The IRS penalty for late filing can significantly increase the amount of tax you owe if your tax return is filed after the deadline. Many taxpayers are unaware that failing to file a return on time may trigger penalties that grow quickly over time.
The IRS imposes late filing penalties to encourage taxpayers to submit their returns by the annual tax deadline. Even if you cannot pay your tax balance immediately, filing your return on time can help you avoid some of the most expensive penalties.
This guide explains how the IRS penalty for late filing works, how much the IRS charges, and what steps you can take to reduce or avoid these penalties.
What Is the IRS Penalty for Late Filing?
The IRS penalty for late filing, also known as the failure-to-file penalty, is charged when a taxpayer does not submit their federal tax return by the deadline.
The standard tax filing deadline is usually April 15 each year. If a taxpayer fails to file their tax return by that date and does not request an extension, the IRS may assess a late filing penalty.
The penalty continues accumulating each month until the tax return is filed.
How the IRS Calculates Late Filing Penalties
The IRS penalty for late filing is typically calculated as a percentage of the unpaid tax balance.
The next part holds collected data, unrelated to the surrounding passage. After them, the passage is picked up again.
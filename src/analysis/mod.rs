//! Fall analysis: rules, keypoint smoothing, and temporal confirmation.

pub mod rule;
pub mod smoothing;
pub mod state;

pub use rule::{BBoxRule, PoseRule, RuleEngine};
pub use smoothing::{KeypointSmoother, OneEuroFilter};
pub use state::{DelayConfirm, FallState};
The standard penalty rate is:
- 5% of the unpaid tax per month
- Maximum penalty of 25% of the unpaid tax
If the tax return is more than 60 days late, the IRS may apply a minimum penalty amount.
Difference Between Late Filing and Late Payment Penalties
Many taxpayers confuse the IRS penalty for late filing with the penalty for late payment. Although both penalties apply to unpaid taxes, they are calculated differently.
Late Filing Penalty
The failure-to-file penalty applies when a taxpayer does not submit their tax return by the deadline.
Late Payment Penalty
The failure-to-pay penalty applies when a taxpayer files a return but does not pay the full balance owed.
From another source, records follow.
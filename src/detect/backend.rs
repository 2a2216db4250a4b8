use anyhow::Result;

use crate::detect::types::Detection;

/// What a backend can produce.
#[non_exhaustive]
#[derive(Clone, Copy, Debug, PartialEq, Eq)]
pub enum DetectionKind {
    /// Person bounding boxes.
    Person,
    /// COCO-17 skeletons.
    Pose,
}

/// Inference backend trait.
///
/// Implementations receive an RGB24 pixel slice and return detections
/// ordered most salient first. They must treat the pixel slice as
/// read-only and ephemeral; backends never perform I/O on the capture
/// path beyond model loading at construction.
pub trait DetectorBackend: Send {
    /// Backend identifier, used in logs and extractor metadata.
    fn name(&self) -> &'static str;

    /// Returns true when the backend can produce the requested kind.
    fn supports(&self, kind: DetectionKind) -> bool;

    /// Run detection on a frame.
    fn detect(&mut self, pixels: &[u8], width: u32, height: u32) -> Result<Vec<Detection>>;

    /// Optional warm-up hook.
    fn warm_up(&mut self) -> Result<()> {
        Ok(())
    }
}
Both penalties may apply simultaneously if a taxpayer neither files nor pays their taxes on time.
How Quickly Late Filing Penalties Grow
The IRS penalty for late filing grows quickly because it is calculated monthly.
For example:
- Month 1: 5% penalty
- Month 2: additional 5%
- Month 3: additional 5%
- Maximum penalty: 25%
This means a taxpayer who owes $10,000 in taxes could face a penalty of $2,500 simply for filing late.
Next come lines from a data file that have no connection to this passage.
use std::collections::HashMap;
use std::path::PathBuf;
use std::sync::atomic::{AtomicU64, Ordering};
use std::sync::mpsc::{self, RecvTimeoutError};
use std::sync::{Arc, Mutex};
use std::thread::JoinHandle;
use std::time::Duration;

use anyhow::Result;
use chrono::Utc;

use crate::capture::ring::FrameRing;
use crate::events::observer::{FallEvent, FallEventObserver};
use crate::events::store::EventStore;
use crate::media;

struct PendingRecording {
    cancel: mpsc::Sender<()>,
    handle: JoinHandle<()>,
}

/// Records a pre/post clip for each confirmed fall.
///
/// `on_fall_confirmed` schedules a one-shot timer `clip_after_sec` out so
/// the ring buffer has time to accumulate the post-roll. Each timer is a
/// short-lived thread parked on a channel: receiving cancels it, timeout
/// fires the recording. `shutdown` cancels everything still pending and
/// joins the threads.
pub struct ClipRecorder {
    ring: Arc<FrameRing>,
    store: Arc<EventStore>,
    output_dir: PathBuf,
    fps: u32,
    clip_before_sec: f64,
    clip_after_sec: f64,
    pending: Arc<Mutex<HashMap<u64, PendingRecording>>>,
    next_token: AtomicU64,
}

impl ClipRecorder {
    pub fn new(
        ring: Arc<FrameRing>,
        store: Arc<EventStore>,
        output_dir: impl Into<PathBuf>,
        fps: u32,
        clip_before_sec: f64,
        clip_after_sec: f64,
    ) -> Self {
        Self {
            ring,
            store,
            output_dir: output_dir.into(),
            fps,
            clip_before_sec,
            clip_after_sec,
            pending: Arc::new(Mutex::new(HashMap::new())),
            next_token: AtomicU64::new(0),
        }
    }

    /// `YYYYMMDD_HHMMSS_<event_id>.mp4`, stamped at recording time (UTC).
    fn clip_filename(event_id: &str) -> String {
        format!("{}_{}.mp4", Utc::now().format("%Y%m%d_%H%M%S"), event_id)
    }

    pub fn pending_count(&self) -> usize {
        self.pending.lock().map(|pending| pending.len()).unwrap_or(0)
    }

    /// Cancel all pending timers and wait for their threads.
    pub fn shutdown(&self) {
        let drained: Vec<PendingRecording> = match self.pending.lock() {
            Ok(mut pending) => pending.drain().map(|(_, rec)| rec).collect(),
            Err(_) => {
                log::error!("recorder lock poisoned, leaving pending timers to lapse");
                Vec::new()
            }
        };
        for rec in drained {
            let _ = rec.cancel.send(());
            let _ = rec.handle.join();
        }
    }

    fn record_clip(
        ring: &FrameRing,
        store: &EventStore,
        output_dir: &PathBuf,
        fps: u32,
        clip_before_sec: f64,
        clip_after_sec: f64,
        event: &FallEvent,
    ) {
        let frames = ring.get_clip(event.confirmed_at, clip_before_sec, clip_after_sec);
        if frames.is_empty() {
            log::warn!("no buffered frames for {}, skipping clip", event.event_id);
            return;
        }
        if let Err(e) = std::fs::create_dir_all(output_dir) {
            log::error!("cannot create clip directory: {:#}", e);
            return;
        }
        let path = output_dir.join(Self::clip_filename(&event.event_id));
        match media::write_clip(&path, &frames, fps) {
            Ok(()) => {
                log::info!(
                    "clip saved for {}: {} ({} frames)",
                    event.event_id,
                    path.display(),
                    frames.len()
                );
                if let Err(e) = store.set_clip_path(&event.event_id, &path.to_string_lossy()) {
                    log::error!("failed to persist clip path for {}: {:#}", event.event_id, e);
                }
            }
            Err(e) => {
                log::error!("clip encoding failed for {}: {:#}", event.event_id, e);
            }
        }
    }
}

impl FallEventObserver for ClipRecorder {
    fn on_fall_confirmed(&self, event: &FallEvent) -> Result<()> {
        let token = self.next_token.fetch_add(1, Ordering::Relaxed);
        let (cancel_tx, cancel_rx) = mpsc::channel::<()>();
        let delay = Duration::from_secs_f64(self.clip_after_sec.max(0.0));

        let ring = Arc::clone(&self.ring);
        let store = Arc::clone(&self.store);
        let pending = Arc::clone(&self.pending);
        let output_dir = self.output_dir.clone();
        let fps = self.fps;
        let clip_before_sec = self.clip_before_sec;
        let clip_after_sec = self.clip_after_sec;
        let event = event.clone();

        let handle = std::thread::spawn(move || {
            match cancel_rx.recv_timeout(delay) {
                // Timer elapsed: extract and encode.
                Err(RecvTimeoutError::Timeout) => {
                    Self::record_clip(
                        &ring,
                        &store,
                        &output_dir,
                        fps,
                        clip_before_sec,
                        clip_after_sec,
                        &event,
                    );
                }
                // Cancelled (or recorder dropped): do nothing.
                Ok(()) | Err(RecvTimeoutError::Disconnected) => {}
            }
            if let Ok(mut pending) = pending.lock() {
                pending.remove(&token);
            }
        });

        self.pending
            .lock()
            .map_err(|_| anyhow::anyhow!("clip recorder lock poisoned"))?
            .insert(
                token,
                PendingRecording {
                    cancel: cancel_tx,
                    handle,
                },
            );
        Ok(())
    }

    fn on_fall_recovered(&self, event: &FallEvent) -> Result<()> {
        log::debug!("fall recovered: {}", event.event_id);
        Ok(())
    }
}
When the IRS Sends Notices About Late Filing
If a taxpayer fails to file their return or pay taxes owed, the IRS will usually send a series of notices.
Many taxpayers first receive the IRS CP14 notice explaining unpaid tax balances.
If the balance remains unpaid, the IRS may send reminder letters such as the IRS CP501 notice explaining tax balance reminders.
Ignoring these notices may lead to additional warnings such as the IRS CP504 notice warning about levy action.
What Happens If You Ignore Late Filing Penalties
If taxpayers ignore IRS penalties, the situation can escalate.
Penalties and interest continue accumulating while the IRS continues sending collection notices.
In severe cases, the IRS may begin collection actions such as wage garnishment or bank levies.
Our guide explaining what happens if you ignore IRS notice letters provides more details about these risks.
How To Avoid the IRS Penalty for Late Filing
File Your Tax Return on Time
The easiest way to avoid the IRS penalty for late filing is simply filing your tax return before the deadline.
Request a Tax Filing Extension
Taxpayers who need additional time can request an extension, which allows them to file their return later without triggering the late filing penalty.
However, an extension does not extend the payment deadline.
Pay Taxes Owed as Soon as Possible
Even if you cannot pay the full balance, submitting a partial payment may reduce penalties.
Options If You Cannot Pay Your Taxes
IRS Installment Agreement
An installment agreement allows taxpayers to pay tax debt through monthly payments.
Learn more in our guide explaining IRS installment agreement requirements.
Offer in Compromise
Some taxpayers may qualify to settle their tax debt for less than the full balance.
Currently Not Collectible Status
If taxpayers experience financial hardship, the IRS may temporarily suspend collection actions.
Penalty Relief Options
The IRS offers several programs that may allow taxpayers to remove or reduce penalties.
First-Time Penalty Abatement
Taxpayers with a clean filing history may qualify for penalty relief.
Reasonable Cause Relief
The IRS may remove penalties if taxpayers demonstrate a valid reason for filing late.
Frequently Asked Questions
What is the maximum IRS late filing penalty?
The maximum penalty is typically 25% of the unpaid tax balance.
Can the IRS remove late filing penalties?
Yes, taxpayers may qualify for penalty abatement under certain conditions.
What if I cannot pay my taxes?
You should still file your return on time and explore payment plan options.
Conclusion
The IRS penalty for late filing can increase your tax debt quickly if you fail to submit your tax return by the deadline. Understanding how the penalty works can help you avoid unnecessary charges.
Filing your tax return on time, requesting extensions when necessary, and communicating with the IRS are the best ways to avoid late filing penalties.